Este testimonio del Bautista queda confirmado cuando, en el momento del bautismo de Jesús, contempla al mismo Espíritu de Dios posarse sobre él en forma de paloma, según: “Aquel sobre quien veas bajar el Espíritu y posarse sobre él, ese es el que bautiza con Espíritu Santo”.
Todos estos testimonios del Bautista tienen la finalidad de descubrirnos que Jesús es “el Hijo de Dios”, aunque todavía no en el sentido teológico de la segunda persona de la Trinidad, tal como se revela en otros muchos pasajes evangélicos y como trasfondo, en todo el Nuevo Testamento, sino como el Mesías esperado, al que también, como a los reyes en su coronación, se le daba el título de Hijo de Dios.
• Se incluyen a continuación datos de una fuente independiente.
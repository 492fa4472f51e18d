//! Schema source trait shared by every data source

use schemagraph_core::{Schema, SchemaError, SnapshotError};
use tracing::debug;

/// Errors that can occur when analyzing a data source
#[derive(Debug, Clone, thiserror::Error)]
pub enum FetchError {
    #[error("Connection failed: {0}")]
    ConnectionError(String),

    #[error("Query failed: {0}")]
    QueryError(String),

    #[error("Invalid response: {0}")]
    InvalidResponse(String),

    #[error("Configuration error: {0}")]
    ConfigError(String),

    #[error("Unsupported data source: {0}")]
    UnsupportedDsn(String),

    #[error("IO error: {0}")]
    Io(String),

    #[error(transparent)]
    Schema(#[from] SchemaError),
}

impl From<SnapshotError> for FetchError {
    fn from(e: SnapshotError) -> Self {
        match e {
            SnapshotError::Io { .. } => FetchError::Io(e.to_string()),
            SnapshotError::Json(_) => FetchError::InvalidResponse(e.to_string()),
            SnapshotError::Schema(inner) => FetchError::Schema(inner),
        }
    }
}

/// Trait for data sources that produce a schema
///
/// Implementations hand back a schema whose relations are already repaired:
/// every source funnels its raw result through [`finish`].
#[async_trait::async_trait]
pub trait SchemaSource: Send + Sync {
    /// Get the source name (e.g., "PostgreSQL", "JSON")
    fn name(&self) -> &'static str;

    /// Introspect the source and return a repaired schema
    async fn analyze(&self) -> Result<Schema, FetchError>;

    /// Check the source is reachable before analyzing it
    async fn test_connection(&self) -> Result<(), FetchError>;
}

/// Validate names and repair relations of a freshly built schema
pub fn finish(mut schema: Schema) -> Result<Schema, FetchError> {
    schema.validate_names()?;
    schema.repair()?;
    debug!(
        schema = %schema.name,
        tables = schema.tables.len(),
        relations = schema.relations.len(),
        "analyzed schema"
    );
    Ok(schema)
}
//! Test fixtures for data source integration tests
//!
//! Raw schemas the way a source hands them over before repair: relations
//! name their tables and columns, back-references are empty.

#![allow(dead_code)]

use schemagraph_core::{Column, ColumnDefault, Driver, Relation, Schema, Table};

/// A small shop schema
///
/// - customers
/// - orders referencing customers
/// - order_items referencing orders and products
/// - products
pub fn shop_schema() -> Schema {
    Schema::new("shop")
        .with_tables(vec![
            Table::new("orders")
                .with_comment("placed orders")
                .with_columns(vec![
                    Column::new("id", "bigint"),
                    Column::new("customer_id", "bigint"),
                    Column::new("placed_at", "timestamp")
                        .with_default(ColumnDefault::Value("now()".to_string())),
                ]),
            Table::new("customers").with_columns(vec![
                Column::new("id", "bigint"),
                Column::new("email", "text"),
                Column::new("nickname", "text").with_nullable(true),
            ]),
            Table::new("order_items").with_columns(vec![
                Column::new("order_id", "bigint"),
                Column::new("product_id", "bigint"),
                Column::new("quantity", "integer"),
            ]),
            Table::new("products").with_columns(vec![
                Column::new("id", "bigint"),
                Column::new("name", "text"),
            ]),
        ])
        .with_relations(vec![
            Relation::new("orders", ["customer_id"], "customers", ["id"])
                .with_def("FOREIGN KEY (customer_id) REFERENCES customers(id)"),
            Relation::new("order_items", ["order_id"], "orders", ["id"])
                .with_def("FOREIGN KEY (order_id) REFERENCES orders(id)"),
            Relation::new("order_items", ["product_id"], "products", ["id"])
                .with_def("FOREIGN KEY (product_id) REFERENCES products(id)"),
        ])
        .with_driver(Driver::new("postgres", "16.2"))
}

/// Shop schema with a relation pointing at a table that does not exist
pub fn broken_shop_schema() -> Schema {
    let mut schema = shop_schema();
    schema
        .relations
        .push(Relation::new("order_items", ["order_id"], "invoices", ["id"]));
    schema
}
La revelación de Jesús como Hijo de Dios -como Dios-, aunque prefigurada por el Bautista, la hará Él mismo a través de sus hechos (intimidad con el Padre en las largas noches de oración); en sus mismas palabras (“Quien me ve a mí ve al Padre”; “El Padre y yo somos uno” (Jn 14, 9; Jn 10,30); en sus milagros (“Para que veáis que el hijo del hombre -yo- tiene el poder de perdonar los pecados -un poder reservado sólo a Dios-, dijo al paralítico -: "A ti te digo, levántate, toma tu camilla y vete a tu casa" (Lc 5,24); en su propia vida, entendida como una ofrenda permanente a los demás hasta morir por todos los hombres, una entrega de tal calibre, que sólo un Dios podría hacerla.
Para terminar, y volviendo a nuestro segundo protagonista de la lectura, “El Bautista está tan centrado en su misión de dar testimonio del que es mayor que él, que su tarea principal ni siquiera es digna de mención: ‘A él le toca crecer, a mí menguar’. Todo su ser y su obrar remite al ser y obrar de Aquél que es más grande que él. Él -el Bautista- sólo es comprensible como una función al servicio de ese Otro”.- (H.U. von Balthasar, Luz de la Palabra).
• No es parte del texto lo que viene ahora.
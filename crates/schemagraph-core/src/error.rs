//! Error types for schema graph operations

use std::fmt;

/// Kind of entity an error refers to
#[derive(Debug, Clone, Copy, PartialEq, Eq, Hash)]
pub enum EntityKind {
    Table,
    Column,
}

impl fmt::Display for EntityKind {
    fn fmt(&self, f: &mut fmt::Formatter<'_>) -> fmt::Result {
        match self {
            Self::Table => write!(f, "table"),
            Self::Column => write!(f, "column"),
        }
    }
}

/// Errors raised by lookup, repair and additional-data merge
///
/// Column names are reported qualified as `table.column`.
#[derive(Debug, Clone, PartialEq, Eq, thiserror::Error)]
pub enum SchemaError {
    /// A lookup by name found no match
    #[error("{kind} not found: {name}")]
    NotFound { kind: EntityKind, name: String },

    /// A relation references a table or column absent from the schema, or
    /// its column lists are malformed
    #[error("relation {relation} cannot be resolved: {reason}")]
    RelationIntegrity { relation: String, reason: String },

    /// An additional-data override references an unknown table or column
    #[error("additional data `{operation}` references unknown {kind}: {name}")]
    ConfigReference {
        operation: &'static str,
        kind: EntityKind,
        name: String,
    },

    /// Two tables (or two columns of one table) share a name
    #[error("duplicate {kind} name: {name}")]
    DuplicateName { kind: EntityKind, name: String },
}

impl SchemaError {
    pub(crate) fn table_not_found(name: &str) -> Self {
        Self::NotFound {
            kind: EntityKind::Table,
            name: name.to_string(),
        }
    }

    pub(crate) fn column_not_found(table: &str, column: &str) -> Self {
        Self::NotFound {
            kind: EntityKind::Column,
            name: format!("{}.{}", table, column),
        }
    }

    /// Re-raise a lookup failure as a reference error of an override
    pub(crate) fn into_config_reference(self, operation: &'static str) -> Self {
        match self {
            Self::NotFound { kind, name } => Self::ConfigReference { operation, kind, name },
            other => other,
        }
    }

    /// The offending entity name, when the error carries one
    pub fn entity_name(&self) -> Option<&str> {
        match self {
            Self::NotFound { name, .. }
            | Self::ConfigReference { name, .. }
            | Self::DuplicateName { name, .. } => Some(name),
            Self::RelationIntegrity { .. } => None,
        }
    }
}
Oración sobre las ofrendas
Concédenos, Señor, participar dignamente en estos sacramentos, pues cada vez que se celebra el memorial del sacrificio de Cristo, se realiza la obra de nuestra redención. Por Jesucristo, nuestro Señor.
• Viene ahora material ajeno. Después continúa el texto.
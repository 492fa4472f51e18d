//! Canonical ordering for reproducible snapshots

use crate::schema::{Schema, Table};

impl Table {
    /// Sort columns, indexes and constraints by name
    pub fn sort(&mut self) {
        self.columns.sort_by(|a, b| a.name.cmp(&b.name));
        self.indexes.sort_by(|a, b| a.name.cmp(&b.name));
        self.constraints.sort_by(|a, b| a.name.cmp(&b.name));
    }
}

impl Schema {
    /// Sort tables by name, then each table's contents
    ///
    /// Byte-wise, stable. Relations and back-reference lists keep their order,
    /// so relation handles stay valid.
    pub fn sort(&mut self) {
        self.tables.sort_by(|a, b| a.name.cmp(&b.name));
        for table in &mut self.tables {
            table.sort();
        }
    }
}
Pensamos que vivir con devoción e intensidad la Misa es algo que depende sólo de nosotros. No. Todo nuestro ser y actuar viene del Señor, no de nuestro esfuerzo personal autónomo. Por eso, desde la humildad, que es el cimiento de todas las virtudes, pedimos al Padre que nos conceda participar dignamente en la celebración eucarística. Es triste que, por nuestra falta de disposición, de preparación y de atención no nos aprovechemos de los frutos de la redención que se derraman en este sacramento.
Antífona de comunión
Nosotros hemos conocido y hemos creído en el amor que Dios nos tiene (1 Jn 4,16).
Es lo que nos caracteriza y define como cristianos. Este amor de Dios lo vamos a saborear al recibir el pan que nos asimila a Cristo y nos transforma en amor: “Gustad y ved qué bueno es el Señor” (Sal 34). Acerquémonos al sacramento, conscientes de que, al comulgar, nos unimos realmente a Cristo y, en Cristo, a nuestros hermanos.
Oración después de la comunión
Derrama, Señor, en nosotros tu Espíritu de caridad, para que hagas vivir concordes en el amor a quienes has saciado con el mismo Pan del cielo. Por Jesucristo, nuestro Señor.
El amor a los demás ya no es solo un mandamiento, sino la respuesta al amor con el que Dios nos ha amado primero (1Jn 4,10). Sólo en la medida en que somos conscientes de que Dios nos ama, seremos expertos en el amor. Pedimos al Padre que los que nos hemos alimentado del cuerpo de Cristo vivamos unidos en el amor: de este modo el mundo verá en nosotros al Amor con mayúscula.